→ TASK PROMPT:
Line count for "rules": report how many lines in this material hold that string, with the number alone as the answer.

→ EXCERPTED RECORDS:
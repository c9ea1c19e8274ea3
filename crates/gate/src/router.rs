use std::sync::Arc;

use chrono::Utc;
use tokio::sync::mpsc;
use tracing::{debug, info, warn};

use common::{Signal, TradeEvent, TradeRequest};
use registry::{Admission, BotRegistry};

use crate::{rules, sizing};

/// The gatekeeper between signal generation and the trade executor.
///
/// Every signal fans out across all registered bots; each bot's
/// authorization runs atomically against its counters via
/// `BotRegistry::admit`. Approved signals become `TradeRequest`s on the
/// order channel; denials are observability events only.
pub struct SignalRouter {
    registry: Arc<BotRegistry>,
    signal_rx: mpsc::Receiver<Signal>,
    order_tx: mpsc::Sender<TradeRequest>,
    event_tx: mpsc::Sender<TradeEvent>,
}

impl SignalRouter {
    pub fn new(
        registry: Arc<BotRegistry>,
        signal_rx: mpsc::Receiver<Signal>,
        order_tx: mpsc::Sender<TradeRequest>,
        event_tx: mpsc::Sender<TradeEvent>,
    ) -> Self {
        Self {
            registry,
            signal_rx,
            order_tx,
            event_tx,
        }
    }

    /// Run the routing loop. Call from `tokio::spawn`.
    pub async fn run(mut self) {
        info!("SignalRouter running");
        while let Some(signal) = self.signal_rx.recv().await {
            self.route(signal).await;
        }
        warn!("SignalRouter: signal channel closed");
    }

    async fn route(&self, signal: Signal) {
        for bot_id in self.registry.bot_ids().await {
            let admission = self
                .registry
                .admit(&bot_id, |bot, counters| {
                    rules::authorize(&signal, bot, counters, Utc::now())
                })
                .await;

            match admission {
                Ok(Admission::Approved { bot, counters }) => {
                    let stake = sizing::stake_for(&bot, &counters);
                    info!(
                        bot = %bot.id,
                        signal = %signal.id,
                        symbol = %signal.symbol,
                        direction = %signal.direction,
                        stake,
                        "Signal authorized"
                    );
                    if self
                        .order_tx
                        .send(TradeRequest {
                            signal: signal.clone(),
                            bot,
                            stake,
                        })
                        .await
                        .is_err()
                    {
                        warn!("Order channel closed — stopping signal routing");
                        return;
                    }
                }
                Ok(Admission::Denied(reason)) => {
                    debug!(bot = %bot_id, signal = %signal.id, reason = %reason, "Signal denied");
                    let _ = self
                        .event_tx
                        .send(TradeEvent::SignalDenied {
                            bot_id: bot_id.clone(),
                            signal_id: signal.id.clone(),
                            reason,
                        })
                        .await;
                }
                Err(e) => {
                    warn!(bot = %bot_id, error = %e, "Admission failed");
                }
            }
        }
    }
}

#[cfg(test)]
mod tests {
    use super::*;
    use chrono::NaiveTime;
    use common::{BotConfig, DenialReason, Direction, RiskLimits, Strategy, TradingHours, Trend};
    use std::time::Duration;

    fn make_bot(max_daily_trades: u32, min_confidence: u8) -> BotConfig {
        BotConfig {
            id: "b1".into(),
            name: "Test".into(),
            active: true,
            strategy: Strategy::Custom,
            base_stake: 10.0,
            max_loss: 80.0,
            take_profit: 50.0,
            min_confidence,
            max_daily_trades,
            trading_hours: TradingHours::new(
                NaiveTime::from_hms_opt(0, 0, 0).unwrap(),
                NaiveTime::from_hms_opt(0, 0, 0).unwrap(),
            ),
            symbols: vec!["EUR/USD".into()],
            risk: RiskLimits::default(),
        }
    }

    fn make_signal(confidence: u8) -> Signal {
        Signal::new(
            "EUR/USD",
            Direction::Call,
            confidence,
            Duration::from_secs(300),
            1.0845,
            "test",
            Trend::Bullish,
        )
    }

    #[tokio::test]
    async fn two_qualifying_signals_through_cap_of_one_yield_one_request() {
        let registry = Arc::new(BotRegistry::new(vec![make_bot(1, 80)]));
        let (signal_tx, signal_rx) = mpsc::channel(8);
        let (order_tx, mut order_rx) = mpsc::channel(8);
        let (event_tx, mut event_rx) = mpsc::channel(8);

        tokio::spawn(SignalRouter::new(registry, signal_rx, order_tx, event_tx).run());

        signal_tx.send(make_signal(90)).await.unwrap();
        signal_tx.send(make_signal(95)).await.unwrap();

        let request = tokio::time::timeout(Duration::from_secs(1), order_rx.recv())
            .await
            .expect("timeout")
            .expect("no request");
        assert_eq!(request.bot.id, "b1");

        let event = tokio::time::timeout(Duration::from_secs(1), event_rx.recv())
            .await
            .expect("timeout")
            .expect("no event");
        assert!(matches!(
            event,
            TradeEvent::SignalDenied {
                reason: DenialReason::DailyTradeCapReached,
                ..
            }
        ));

        // No second request may arrive.
        let extra = tokio::time::timeout(Duration::from_millis(100), order_rx.recv()).await;
        assert!(extra.is_err(), "second signal must not produce a request");
    }

    #[tokio::test]
    async fn low_confidence_signal_is_denied() {
        let registry = Arc::new(BotRegistry::new(vec![make_bot(5, 80)]));
        let (signal_tx, signal_rx) = mpsc::channel(8);
        let (order_tx, mut order_rx) = mpsc::channel(8);
        let (event_tx, mut event_rx) = mpsc::channel(8);

        tokio::spawn(SignalRouter::new(registry, signal_rx, order_tx, event_tx).run());

        signal_tx.send(make_signal(75)).await.unwrap();

        let event = tokio::time::timeout(Duration::from_secs(1), event_rx.recv())
            .await
            .expect("timeout")
            .expect("no event");
        assert!(matches!(
            event,
            TradeEvent::SignalDenied {
                reason: DenialReason::ConfidenceBelowMinimum,
                ..
            }
        ));
        assert!(
            tokio::time::timeout(Duration::from_millis(100), order_rx.recv())
                .await
                .is_err()
        );
    }

    #[tokio::test]
    async fn stake_uses_strategy_sizing() {
        let mut bot = make_bot(5, 50);
        bot.strategy = Strategy::Martingale;
        let registry = Arc::new(BotRegistry::new(vec![bot]));

        // Two prior losses: martingale should quadruple the base stake.
        registry
            .record_outcome("b1", common::TradeOutcome::Loss, -10.0)
            .await
            .unwrap();
        registry
            .record_outcome("b1", common::TradeOutcome::Loss, -10.0)
            .await
            .unwrap();

        let (signal_tx, signal_rx) = mpsc::channel(8);
        let (order_tx, mut order_rx) = mpsc::channel(8);
        let (event_tx, _event_rx) = mpsc::channel(8);

        tokio::spawn(SignalRouter::new(registry, signal_rx, order_tx, event_tx).run());
        signal_tx.send(make_signal(90)).await.unwrap();

        let request = tokio::time::timeout(Duration::from_secs(1), order_rx.recv())
            .await
            .expect("timeout")
            .expect("no request");
        assert_eq!(request.stake, 40.0);
    }
}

→ EXERCISE RESPONSE:
2